For "Foghorn" came over as a private himself just two short years ago. Some of his home folks told him he was a "darned old fool" to enlist at 53. But "Foghorn" had been a miner all his days. He had hit the western trail from sun-baked Batopilas in the wilds of Mexico, to the snow-shrouded valleys of the Yukon, and he knew what perseverance and pluck and courage and sacrifice could do.
He knew he would "make the grade," and so did a great crowd of his friends who gather a day or two ago to "wet" that new third stripe and crown on the cuffs of his khaki army jacket. He was back from the front to receive this latest promotion, and he was toasted a major of his majesty's forces.

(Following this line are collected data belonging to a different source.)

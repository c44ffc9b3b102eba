//! Source manifest (retint.yaml) parsing.
//!
//! An optional manifest in the source root can describe extra sets,
//! override builtin ones, replace the wallpaper list and pick a default
//! rasterizer.

use std::path::Path;

use serde::{Deserialize, Serialize};

use crate::error::{Result, RetintError};
use crate::render::RasterTool;

use super::{ThemeSet, WallpaperSpec};

/// The name of the manifest file.
pub const MANIFEST_FILENAME: &str = "retint.yaml";

/// Manifest loaded from retint.yaml.
#[derive(Debug, Clone, Default, Serialize, Deserialize)]
#[serde(default)]
pub struct Manifest {
    /// Sets to add, or to replace builtin sets with the same name and kind.
    pub sets: Vec<ThemeSet>,

    /// Replaces the builtin wallpaper list when non-empty.
    pub wallpapers: Vec<WallpaperSpec>,

    /// Default rasterizer when none is given on the command line.
    pub rasterizer: Option<RasterTool>,
}

impl Manifest {
    /// Load manifest from a retint.yaml file.
    pub fn load(path: &Path) -> Result<Self> {
        let content = std::fs::read_to_string(path).map_err(|e| RetintError::Io {
            path: path.to_path_buf(),
            message: format!("Failed to read manifest: {}", e),
        })?;

        Self::parse(&content)
    }

    /// Parse manifest from YAML string.
    pub fn parse(content: &str) -> Result<Self> {
        serde_yaml::from_str::<Option<Manifest>>(content)
            .map(Option::unwrap_or_default)
            .map_err(|e| RetintError::Parse {
                message: format!("Invalid manifest: {}", e),
                help: Some(format!("Check {} syntax", MANIFEST_FILENAME)),
            })
    }
}

#[cfg(test)]
mod tests {
    use super::*;
    use crate::catalog::SetKind;
    use std::path::PathBuf;
    use tempfile::tempdir;

    #[test]
    fn test_parse_empty_manifest() {
        let manifest = Manifest::parse("").unwrap();
        assert!(manifest.sets.is_empty());
        assert!(manifest.wallpapers.is_empty());
        assert!(manifest.rasterizer.is_none());
    }

    #[test]
    fn test_parse_full_manifest() {
        let yaml = r##"
rasterizer: rsvg-convert
wallpapers:
  - file: warty.png
    stem: Warty
sets:
  - family: Pop
    variant: dark
    kind: theme
    path: themes/Pop-dark
    files: ["*.css", "gtkrc"]
    colours:
      - from: "#FAA41A"
      - from: "#FFD18A"
        offset: 40
    assets:
      dir: gtk-3.0/assets
      assets:
        - name: checkbox-checked
          legacy: true
    rename_keys: [Name, GtkTheme]
"##;
        let manifest = Manifest::parse(yaml).unwrap();

        assert_eq!(manifest.rasterizer, Some(RasterTool::RsvgConvert));
        assert_eq!(manifest.wallpapers[0].file, PathBuf::from("warty.png"));

        let set = &manifest.sets[0];
        assert_eq!(set.name(), "Pop-dark");
        assert_eq!(set.kind, SetKind::Theme);
        assert_eq!(set.colours[0].offset, 0);
        assert_eq!(set.colours[1].offset, 40);
        let assets = set.assets.as_ref().unwrap();
        assert!(assets.legacy_dir.is_none());
        assert!(assets.assets[0].legacy);
        assert_eq!(set.rename_keys, vec!["Name", "GtkTheme"]);
    }

    #[test]
    fn test_parse_invalid_manifest() {
        assert!(Manifest::parse("sets: 12").is_err());
        assert!(Manifest::parse("rasterizer: gimp").is_err());
    }

    #[test]
    fn test_load_missing_file() {
        let dir = tempdir().unwrap();
        assert!(Manifest::load(&dir.path().join(MANIFEST_FILENAME)).is_err());
    }
}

"Foghorn" was born Neil Roderick MacDonald, but there are comparatively few who know him by that distinguished name. It's just plain "Foghorn" nowadays from one end of the trenches to the other, and one earful of that low rumbling, window-chattering, rock-shivering voice explodes all possible doubt as to the derivation of the nickname.
There are plenty of Germans who know "Foghorn," too. In the days of the death stonewalling, when trenches crept closer and closer together, he was one of those who burrowed beneath the earth and set off great mines under the enemy. He had not been a mining engineer in vain, Often his voice would go booming across "No Man's Land" hurling picturesque invective at the Germans.
Not to know "Foghorn" MacDonald is to miss one of the big human personalities of this war. It is not difficult to realize what a tower of encouragement and strength he is to the soldiers at the front.
"He is the sort of officer whose men would follow him to the gates of hell itself and walk in laughing," declared Major "Eddie" Holland, a long-time friend, and a V.C. of the South African War.
Called Black Devils
"And speaking of hell," he added, "there may or may not be something to the fact that "Foghorn" belongs to the Black Devils.
That is the name the Germans have given the Eighth Battalion, Canadian Infantry, and the battalion has adopted as its insignia a small black imp dancing in glee. They were delighted with the appellation, and are living up to it according to all reports from the Somme.
It has been said of "Foghorn" that "he not afraid of any man—and very few women." His home is in the great American west. He has lived much in the Unites States and almost every province of Canada can claim him as their own. His heart is as big as the world in which he has lived; and he has a way of calling a superior officer "Bill" or "Jim" or "George" and referring to a corporal as a "brother officer," that is quite baffling to the Englishman's idea of discipline. Someone spoke to "Fog" about it.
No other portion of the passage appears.